0739 - Varneys Rache
Dorfschullehrer. Vor vielen Jahren wenigstens. Bevor das ›Genie der Karpaten‹«, - Zamorra wusste, dass dies einer der unzähligen Titel war, mit denen sich Ceauçescu selbst beweihräuchert hatte - »der Meinung war, dass sein kommunistisches Arbeiter- und Bauernparadies auch ohne meine Hilfe auskommt.«
Der alte Mann kicherte, aber es klang freudlos und bitter.
»Danach arbeitete ich auf dem Hof der Familie meiner Frau, einer Sächsin. Jetzt lebe ich allein dort und verkaufe ein bisschen Obst und Gemüse. Ich habe keine Karriere gemacht - im Gegensatz zu anderen in diesem Dorf.«
Zamorra beobachtete, dass der Wirt und seine Gäste misstrauisch zu ihnen herüberblickten. Die neue Entwicklung gefiel ihnen offenbar gar nicht. Der alten Mann schien die finsteren Gesichter seiner Nachbarn gar nicht zu bemerken. Zamorra bewunderte seinen Mut. Wer sich in so einem kleinen Dorf gegen die Gemeinschaft stellte, musste einiges an Druck aushalten können. Aber offensichtlich hatte Bogdan damit Erfahrung.

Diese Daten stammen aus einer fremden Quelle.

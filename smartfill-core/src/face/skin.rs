//! Built-in on-device face detector.
//!
//! Classifies skin-tone pixels in YCbCr space, groups them into connected
//! regions and keeps regions whose size, shape and fill look like a face.
//! Parameters can be tuned through a JSON file; nothing leaves the device.

use std::path::Path;

use image::RgbImage;
use serde::{Deserialize, Serialize};
use tracing::{debug, info};

use super::FaceModel;
use crate::error::{Result, SmartFillError};
use crate::model::FaceBox;

/// Detector tuning parameters.
#[derive(Debug, Clone, PartialEq, Serialize, Deserialize)]
#[serde(rename_all = "camelCase", default)]
pub struct SkinDetectorParams {
    pub cb_range: (u8, u8),
    pub cr_range: (u8, u8),
    /// Minimum luma; very dark pixels have unreliable chroma.
    pub min_luma: u8,
    /// Region area bounds as a fraction of the bitmap area.
    pub min_area_fraction: f64,
    pub max_area_fraction: f64,
    /// Bounding box width/height bounds.
    pub min_box_aspect: f64,
    pub max_box_aspect: f64,
    /// Minimum share of the bounding box covered by skin pixels.
    pub min_fill: f64,
    pub max_faces: usize,
}

impl Default for SkinDetectorParams {
    fn default() -> Self {
        Self {
            cb_range: (77, 127),
            cr_range: (133, 173),
            min_luma: 40,
            min_area_fraction: 0.004,
            max_area_fraction: 0.35,
            min_box_aspect: 0.5,
            max_box_aspect: 1.5,
            min_fill: 0.45,
            max_faces: 32,
        }
    }
}

#[derive(Debug, Clone, Default)]
pub struct SkinToneDetector {
    params: SkinDetectorParams,
}

impl SkinToneDetector {
    pub fn new(params: SkinDetectorParams) -> Self {
        Self { params }
    }

    /// Load the detector, reading parameters from `path` when given.
    pub fn load(path: Option<&Path>) -> Result<Self> {
        let Some(path) = path else {
            debug!("Using default skin detector parameters");
            return Ok(Self::default());
        };

        let raw = std::fs::read(path).map_err(|e| {
            SmartFillError::ModelLoadFailure(format!("{}: {e}", path.display()))
        })?;
        let params: SkinDetectorParams = serde_json::from_slice(&raw).map_err(|e| {
            SmartFillError::ModelLoadFailure(format!("{}: invalid parameters: {e}", path.display()))
        })?;

        info!(path = %path.display(), "Loaded face detector parameters");
        Ok(Self { params })
    }

    pub fn params(&self) -> &SkinDetectorParams {
        &self.params
    }

    fn is_skin(&self, r: u8, g: u8, b: u8) -> bool {
        let (r, g, b) = (r as f64, g as f64, b as f64);
        let y = 0.299 * r + 0.587 * g + 0.114 * b;
        let cb = 128.0 - 0.168_736 * r - 0.331_264 * g + 0.5 * b;
        let cr = 128.0 + 0.5 * r - 0.418_688 * g - 0.081_312 * b;

        let p = &self.params;
        y >= p.min_luma as f64
            && cb >= p.cb_range.0 as f64
            && cb <= p.cb_range.1 as f64
            && cr >= p.cr_range.0 as f64
            && cr <= p.cr_range.1 as f64
    }
}

impl FaceModel for SkinToneDetector {
    fn detect(&self, pixels: &RgbImage) -> Vec<FaceBox> {
        let (width, height) = pixels.dimensions();
        let total = width as usize * height as usize;
        if total == 0 {
            return Vec::new();
        }

        let mask: Vec<bool> = pixels
            .pixels()
            .map(|p| self.is_skin(p.0[0], p.0[1], p.0[2]))
            .collect();

        let mut visited = vec![false; total];
        let mut faces: Vec<(usize, FaceBox)> = Vec::new();
        let mut stack = Vec::new();

        for start in 0..total {
            if !mask[start] || visited[start] {
                continue;
            }

            visited[start] = true;
            stack.push(start);
            let (mut min_x, mut min_y, mut max_x, mut max_y) = (u32::MAX, u32::MAX, 0u32, 0u32);
            let mut area = 0usize;

            while let Some(idx) = stack.pop() {
                let x = (idx % width as usize) as u32;
                let y = (idx / width as usize) as u32;
                area += 1;
                min_x = min_x.min(x);
                min_y = min_y.min(y);
                max_x = max_x.max(x);
                max_y = max_y.max(y);

                let mut visit = |nx: u32, ny: u32| {
                    let n = ny as usize * width as usize + nx as usize;
                    if mask[n] && !visited[n] {
                        visited[n] = true;
                        stack.push(n);
                    }
                };
                if x > 0 {
                    visit(x - 1, y);
                }
                if x + 1 < width {
                    visit(x + 1, y);
                }
                if y > 0 {
                    visit(x, y - 1);
                }
                if y + 1 < height {
                    visit(x, y + 1);
                }
            }

            let face = FaceBox {
                x: min_x,
                y: min_y,
                width: max_x - min_x + 1,
                height: max_y - min_y + 1,
            };
            if self.accepts(&face, area, total) {
                faces.push((area, face));
            }
        }

        faces.sort_by(|a, b| b.0.cmp(&a.0));
        faces
            .into_iter()
            .take(self.params.max_faces)
            .map(|(_, face)| face)
            .collect()
    }
}

impl SkinToneDetector {
    fn accepts(&self, face: &FaceBox, area: usize, total: usize) -> bool {
        let p = &self.params;
        let area_fraction = area as f64 / total as f64;
        let aspect = face.width as f64 / face.height as f64;
        let fill = area as f64 / (face.width as f64 * face.height as f64);

        area_fraction >= p.min_area_fraction
            && area_fraction <= p.max_area_fraction
            && aspect >= p.min_box_aspect
            && aspect <= p.max_box_aspect
            && fill >= p.min_fill
    }
}

#[cfg(test)]
mod tests {
    use super::*;
    use image::Rgb;

    const SKIN: Rgb<u8> = Rgb([224, 172, 140]);
    const BACKDROP: Rgb<u8> = Rgb([30, 60, 160]);

    fn paint(img: &mut RgbImage, x0: u32, y0: u32, w: u32, h: u32) {
        for x in x0..x0 + w {
            for y in y0..y0 + h {
                img.put_pixel(x, y, SKIN);
            }
        }
    }

    #[test]
    fn test_skin_tone_classification() {
        let detector = SkinToneDetector::default();
        assert!(detector.is_skin(224, 172, 140));
        assert!(!detector.is_skin(30, 60, 160));
        assert!(!detector.is_skin(5, 3, 2));
    }

    #[test]
    fn test_detects_single_face_region() {
        let mut img = RgbImage::from_pixel(200, 300, BACKDROP);
        paint(&mut img, 70, 60, 60, 75);

        let faces = SkinToneDetector::default().detect(&img);
        assert_eq!(faces.len(), 1);
        assert_eq!(
            faces[0],
            FaceBox {
                x: 70,
                y: 60,
                width: 60,
                height: 75
            }
        );
    }

    #[test]
    fn test_detects_group_and_orders_by_size() {
        let mut img = RgbImage::from_pixel(300, 200, BACKDROP);
        paint(&mut img, 10, 50, 30, 36);
        paint(&mut img, 110, 50, 40, 48);
        paint(&mut img, 220, 50, 34, 40);

        let faces = SkinToneDetector::default().detect(&img);
        assert_eq!(faces.len(), 3);
        assert_eq!(faces[0].x, 110);
    }

    #[test]
    fn test_rejects_strips_and_specks() {
        let mut img = RgbImage::from_pixel(200, 200, BACKDROP);
        // Too elongated.
        paint(&mut img, 0, 0, 200, 12);
        // Too small.
        paint(&mut img, 100, 100, 3, 3);

        assert!(SkinToneDetector::default().detect(&img).is_empty());
    }

    #[test]
    fn test_load_missing_file_fails() {
        let result = SkinToneDetector::load(Some(Path::new("/nonexistent/face-params.json")));
        assert!(matches!(result, Err(SmartFillError::ModelLoadFailure(_))));
    }

    #[test]
    fn test_load_partial_params_file() {
        let dir = tempfile::tempdir().unwrap();
        let path = dir.path().join("params.json");
        std::fs::write(&path, r#"{ "maxFaces": 2 }"#).unwrap();

        let detector = SkinToneDetector::load(Some(&path)).unwrap();
        assert_eq!(detector.params().max_faces, 2);
        assert_eq!(detector.params().min_luma, 40);
    }
}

Der alte Mann leerte sein Glas mit einem letzten, tiefen Zug. Zamorra wandte sich dem Wirt zu und formte mit den Fingern die Zahl drei. Dabei machte er das grimmigste Gesicht, das er zu Stande brachte, und tatsächlich setzte sich der Schmerbauch sofort in Bewegung. Vielleicht auch nur, weil er mitbekommen wollte, was am Tisch gesprochen wurde.
Sie taten ihm den Gefallen nicht. Erst als sich der Wirt betont langsam wieder zurückgezogen hatte, beugte sich Bogdan vor, und sagte leise: »Dieses Dorf hat Schuld auf sich geladen. Und jetzt will davon niemand mehr etwas wissen.«
»Was für eine Schuld?«, fragte Nicole.
»Sie haben Varney und seine Horde verraten. Nachdem das Dorf durch ihn zu Wohlstand gekommen war.«
»Wer ist Varney?«, unterbrach Zamorra.
»Varney ist ein Vampir«, sagte Bogdan so gleichmütig, als spreche er über das Wetter. Er sah Zamorra und Nicole eindringlich an. »Sie wissen, wovon ich rede. Sie sind anders als diese bornierten Holzköpfe aus der Stadt. Sie wissen, dass es in dieser Welt Dinge gibt, die mit Logik und Vernunft nicht zu erklären sind. Ich habe Sie beobachtet, in der Burg.«
»Ja, wir wissen, wovon Sie reden«, sagte Nicole. Zamorra nickte nur. Er wollte den Redefluss des Greises nicht unterbrechen.
»Es war zu Beginn dieses Jahrhunderts, als Varney und seine Horde zu uns kamen«, fuhr Bogdan fort. »Es war kein Überfall. Sie waren - unsere Freunde…«
»Freunde?«, fragte Nicole irritiert. Auch Zamorra hatte so etwas noch nie gehört. Die Geschichte bekam plötzlich eine gänzlich unerwartete Wendung.
»Sie kamen aus den großen europäischen Städten. Eine kleine Gruppe, knapp ein Dutzend Männer und Frauen. Sie hatten dort in der Welt der Künstler gelebt, der Boheme. Paris, London, Berlin, Zürich. Wie moderne Nomaden zogen sie weiter, wenn es ihnen zu langweilig wurde. Aber sie waren keine blutrünstigen Bestien. Die Künstler liebten und respektierten sie für ihre Andersartigkeit.«
Zamorra glaubte, seinen Ohren nicht zu trauen.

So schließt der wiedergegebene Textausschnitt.